The first three classes are the matrix domains, which are defined
as follows. In the formulas below, $D$ with suitable decorations denotes
a Cartan domain and ${\rm Aut}(D)$ denotes the Lie group of
biholomorphisms of $D$. The definitions of all the Lie groups
involved can be found in [10], whose notation we follow.

\bigskip\noindent
{\it Type I.}
We let
$$
\eqalign{\cdi &:= \bigl\{ z\in {\rm Mat}_{m,n}(\bC):\; I_n - z\star z >
0\bigr\} \cr
&\cong SU(m,n)\big/S(U(m)\times U(n)).  \cr}\num
$$
The group $SU(m,n)$ acts on $\cdi$ by holomorphic automorphisms in the
following way.  We write $\gamma\in SU(m,n)$ in the block form
$$
\gamma = \bordermatrix{&\sml m&\sml n\cr \sml m&a&b\cr
\sml n&c&d\cr},  \num
$$
where the submatrices $a,b,c$, and $d$ have the dimensions
indicated and satisfy
$$
\eqalign{&a\star a - c\star c = I_m, \cr
&a\star b = c\star d, \cr
&d\star d - b\star b = I_n.  \cr}  \num
$$
The corresponding element of Aut$(\cdi)$ is
$$
\gamma:z\mapsto (az+b)(cz+d)\inv.  \num
$$

\bigskip\noindent
{\it Type II.}
We set
$$
\eqalign{\cdii &:=\bigl\{ z\in {\rm Mat}_{n,n}(\bC):\; z^t = z,\; I_n -
z\star z> 0\bigr\}  \cr
&\cong Sp(n)/U(n).  \cr}  \num
$$
The biholomorphic action of $Sp(n)$ on $\cdii$ is defined as follows.
We write $\gamma\in Sp(n)$ as
$$
\gamma = \bordermatrix{&\sml n&\sml n\cr \sml n&a&b\cr
\sml n&\bar b& \bar a\cr},  \num
$$
where $a,b$ satisfy
$$
\eqalign{&a\star a - b^t\ol b = I_n,  \cr
&a^t \bar b = b\star a.  \cr}\num
$$
Then
$$
\gamma: z \mapsto (az+b)(\bar bz + \bar a)\inv  \num
$$
is the corresponding element of Aut$(\cdii)$.

\bigskip\noindent
{\it Type III.}
Let
$$
\eqalign{\cdiii &:= \bigl\{ z\in {\rm Mat}_{n,n}(\bC):\; z^t = -z,\;
I_n - z\star z>0\bigr\}  \cr
&\cong SO^*(2n)/U(n).  \cr}  \num
$$
The action of $SO^*(2n)$ is defined as follows.  We write
$\gamma\in SO^*(2n)$ as a block matrix,
$$
\gamma = \bordermatrix{&\sml n&\sml n\cr \sml n&a&b\cr
\sml n&-\bar b& \bar a},  \num
$$
with $a,b$ such that
$$
\eqalign{&a\star a - b^t\bar b = I_n, \cr
&a^t\bar b = - b\star a.  \cr}  \num
$$
The corresponding element of Aut$(\cdiii)$ is then
$$
\gamma : z\mapsto (az+b)(-\bar bz + \bar a)\inv.  \num
$$


\subsec
A Cartan superdomain $\scd$ is a supermanifold $(D,{\cal O})$,
where $D$ is an ordinary Cartan domain, and where ${\cal O}$ is
a sheaf of superalgebras on $D$ which will be defined case by case
below.

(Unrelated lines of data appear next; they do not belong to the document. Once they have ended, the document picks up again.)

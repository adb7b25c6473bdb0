//! Path alias table and ranked search paths.
//!
//! # Design
//! - Aliases are collected in a mutable [`AliasTableBuilder`] and frozen into a
//!   cheap-to-clone [`PathAliasTable`]; subtasks only ever see the frozen form.
//! - Well-known roots (`res`, `src`, `user`) and the per-app roots derived from
//!   them are inserted by helpers so every task agrees on their layout.

use std::collections::BTreeMap;
use std::fs;
use std::io;
use std::path::{Path, PathBuf};
use std::sync::Arc;

use tracing::debug;

use crate::error::{FsOpsError, FsOpsResult};

/// Resource root.
pub const ALIAS_RES: &str = "res";
/// Source root.
pub const ALIAS_SRC: &str = "src";
/// Application sources below the source root (`src/apps`).
pub const ALIAS_SRC2: &str = "src2";
/// Per-user data root.
pub const ALIAS_USER: &str = "user";
/// Per-app resource root (`<app>-res`, sibling of `res`).
pub const ALIAS_APP_RES: &str = "app_res";
/// Per-app source root (`<app>-src`, sibling of `src`).
pub const ALIAS_APP_SRC: &str = "app_src";
/// Per-app application sources (`app_src/<app>`).
pub const ALIAS_APP_SRC2: &str = "app_src2";

const SRC2_DIR: &str = "apps";

/// Mutable collection of aliases used while a task completes its paths.
#[derive(Debug, Clone, Default)]
pub struct AliasTableBuilder {
    entries: BTreeMap<String, PathBuf>,
}

impl AliasTableBuilder {
    /// Start an empty builder.
    #[must_use]
    pub fn new() -> Self {
        Self::default()
    }

    /// Seed the builder with the well-known roots.
    ///
    /// # Errors
    ///
    /// Returns [`FsOpsError::InvalidInput`] when a root is not absolute.
    pub fn from_roots(
        res_root: impl Into<PathBuf>,
        src_root: impl Into<PathBuf>,
        user_root: Option<PathBuf>,
    ) -> FsOpsResult<Self> {
        let src_root = src_root.into();
        let mut builder = Self::new();
        builder.insert(ALIAS_RES, res_root)?;
        builder.insert(ALIAS_SRC2, src_root.join(SRC2_DIR))?;
        builder.insert(ALIAS_SRC, src_root)?;
        if let Some(user) = user_root {
            builder.insert(ALIAS_USER, user)?;
        }
        Ok(builder)
    }

    /// Derive the per-app aliases from `res` and `src`.
    ///
    /// # Errors
    ///
    /// Returns [`FsOpsError::UnknownAlias`] when `res` or `src` is missing,
    /// [`FsOpsError::InvalidInput`] when the app name is not a plain name or a
    /// root has no parent, and [`FsOpsError::DuplicateAlias`] when the app
    /// aliases were already derived.
    pub fn with_app(mut self, app: &str) -> FsOpsResult<Self> {
        if app.is_empty() || app.contains(['/', '\\']) || app == "." || app == ".." {
            return Err(FsOpsError::InvalidInput {
                field: "app",
                reason: "must be a plain name",
                value: Some(app.to_string()),
            });
        }
        let app_res = sibling(self.require(ALIAS_RES)?, &format!("{app}-res"))?;
        let app_src = sibling(self.require(ALIAS_SRC)?, &format!("{app}-src"))?;
        let app_src2 = app_src.join(app);

        self.insert(ALIAS_APP_RES, app_res)?;
        self.insert(ALIAS_APP_SRC, app_src)?;
        self.insert(ALIAS_APP_SRC2, app_src2)?;
        Ok(self)
    }

    /// Insert a new alias. Existing aliases are never replaced.
    ///
    /// # Errors
    ///
    /// Returns [`FsOpsError::DuplicateAlias`] when `name` is already bound and
    /// [`FsOpsError::InvalidInput`] when the name is empty or the path relative.
    pub fn insert(&mut self, name: impl Into<String>, path: impl Into<PathBuf>) -> FsOpsResult<()> {
        let name = name.into();
        let path = path.into();
        if name.trim().is_empty() {
            return Err(FsOpsError::InvalidInput {
                field: "alias",
                reason: "empty",
                value: None,
            });
        }
        if !path.is_absolute() {
            return Err(FsOpsError::InvalidInput {
                field: "alias_path",
                reason: "must be absolute",
                value: Some(path.display().to_string()),
            });
        }
        if self.entries.contains_key(&name) {
            return Err(FsOpsError::DuplicateAlias { alias: name });
        }
        debug!(alias = %name, path = %path.display(), "bound path alias");
        self.entries.insert(name, path);
        Ok(())
    }

    /// Look up an alias bound so far.
    #[must_use]
    pub fn get(&self, name: &str) -> Option<&Path> {
        self.entries.get(name).map(PathBuf::as_path)
    }

    /// Whether `name` is bound.
    #[must_use]
    pub fn contains(&self, name: &str) -> bool {
        self.entries.contains_key(name)
    }

    /// Freeze the aliases into an immutable table.
    #[must_use]
    pub fn build(self) -> PathAliasTable {
        PathAliasTable {
            entries: Arc::new(self.entries),
        }
    }

    fn require(&self, name: &str) -> FsOpsResult<&Path> {
        self.get(name).ok_or_else(|| FsOpsError::UnknownAlias {
            alias: name.to_string(),
        })
    }
}

fn sibling(root: &Path, name: &str) -> FsOpsResult<PathBuf> {
    root.parent()
        .map(|parent| parent.join(name))
        .ok_or_else(|| FsOpsError::InvalidInput {
            field: "alias_path",
            reason: "root has no parent",
            value: Some(root.display().to_string()),
        })
}

/// Immutable alias table shared by every subtask of a task.
#[derive(Debug, Clone, Default)]
pub struct PathAliasTable {
    entries: Arc<BTreeMap<String, PathBuf>>,
}

impl PathAliasTable {
    /// Resolve an alias to its absolute path.
    ///
    /// # Errors
    ///
    /// Returns [`FsOpsError::UnknownAlias`] when the alias is not bound.
    pub fn resolve(&self, name: &str) -> FsOpsResult<&Path> {
        self.entries
            .get(name)
            .map(PathBuf::as_path)
            .ok_or_else(|| FsOpsError::UnknownAlias {
                alias: name.to_string(),
            })
    }

    /// Whether `name` is bound.
    #[must_use]
    pub fn contains(&self, name: &str) -> bool {
        self.entries.contains_key(name)
    }

    /// Iterate aliases in name order.
    pub fn iter(&self) -> impl Iterator<Item = (&str, &Path)> {
        self.entries
            .iter()
            .map(|(name, path)| (name.as_str(), path.as_path()))
    }

    /// Number of bound aliases.
    #[must_use]
    pub fn len(&self) -> usize {
        self.entries.len()
    }

    /// Whether no aliases are bound.
    #[must_use]
    pub fn is_empty(&self) -> bool {
        self.entries.is_empty()
    }

    /// Ensure the directory behind `alias` exists, optionally clearing it first.
    ///
    /// # Errors
    ///
    /// Returns [`FsOpsError::UnknownAlias`] for unbound aliases and
    /// [`FsOpsError::Io`] when the directory cannot be cleared or created.
    pub fn make_path(&self, alias: &str, delete_first: bool) -> FsOpsResult<PathBuf> {
        let path = self.resolve(alias)?.to_path_buf();
        if delete_first {
            match fs::remove_dir_all(&path) {
                Ok(()) => {}
                Err(err) if err.kind() == io::ErrorKind::NotFound => {}
                Err(err) => return Err(FsOpsError::io("make_path.clear", &path, err)),
            }
        }
        fs::create_dir_all(&path).map_err(|err| FsOpsError::io("make_path.create", &path, err))?;
        Ok(path)
    }
}

/// Append-only list of search roots ordered by rank, then insertion order.
///
/// Lower ranks are searched first. Readers take a [`SearchSnapshot`], which
/// never observes later insertions.
#[derive(Debug, Default)]
pub struct SearchPaths {
    entries: Vec<(i32, u64, PathBuf)>,
    next_seq: u64,
    snapshot: Option<SearchSnapshot>,
}

impl SearchPaths {
    /// Start an empty list.
    #[must_use]
    pub fn new() -> Self {
        Self::default()
    }

    /// Insert `path` at `rank`; equal ranks keep insertion order.
    pub fn insert(&mut self, rank: i32, path: impl Into<PathBuf>) {
        let seq = self.next_seq;
        self.next_seq += 1;
        let position = self
            .entries
            .partition_point(|(existing, _, _)| *existing <= rank);
        self.entries.insert(position, (rank, seq, path.into()));
        self.snapshot = None;
    }

    /// Immutable view of the current ordering.
    pub fn snapshot(&mut self) -> SearchSnapshot {
        if let Some(snapshot) = &self.snapshot {
            return snapshot.clone();
        }
        let snapshot = SearchSnapshot {
            paths: self
                .entries
                .iter()
                .map(|(_, _, path)| path.clone())
                .collect(),
        };
        self.snapshot = Some(snapshot.clone());
        snapshot
    }
}

/// Frozen, shareable search order.
#[derive(Debug, Clone, Default, PartialEq, Eq)]
pub struct SearchSnapshot {
    paths: Arc<[PathBuf]>,
}

impl SearchSnapshot {
    /// Roots in search order.
    #[must_use]
    pub fn paths(&self) -> &[PathBuf] {
        &self.paths
    }

    /// First root under which `relative` exists, joined with `relative`.
    #[must_use]
    pub fn find(&self, relative: &Path) -> Option<PathBuf> {
        self.paths
            .iter()
            .map(|root| root.join(relative))
            .find(|candidate| candidate.exists())
    }
}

We define the superdomains of types I, II, and III, denoted
below by $\scdi$, $\scdii$, and $\scdiii$, respectively.

\noindent
{\it Type I.} We set
$$
\smooth\scdi := \smooth\cdi \otimes \bigwedge(\bC^{m\times q})\; .
 \num
$$
We organize the standard generators of $\bigwedge(\bC^{m\times q})$
into $m\times q$ matrices $\theta = \{\theta_{ij}\}$ and $\bar\theta =
\{\bar\theta_{ij}\}$, and represent the ``points'' of $\scd$ as the
$m\times n|q$ supermatrices
$$
Z = (z,\theta). \ref{\bigzzth}
$$
The matrix dimension $q$ for the odd components is arbitrary.

We define the supermanifolds $\scdii$ and $\scdiii$ as subsupermanifolds of
the type I superdomains.   This is done by imposing constraints on the
generators of $\smooth{{\cal D}^I_{n,n|q}} $, as follows.

\noindent
{\it Type II.} We impose
$$
z - z^t + \theta\theta^t=0. \ref{\symrel}
$$
The fermionic dimension $q$ is again arbitrary for type II.

\noindent
{\it Type III.} We require
$$
z^t+z-\theta\tau_q\theta^t=0,\ref{\skewsymrel}
$$
where $\tau_q$ is the $q\times q$ matrix
$$
\tau_q :=\left(\matrix{0 & iI_{q/2}\cr -iI_{q/2} & 0\cr}\right)\;
.\ref{\taudef}
$$
Note that $q$ must be even for type III superdomain.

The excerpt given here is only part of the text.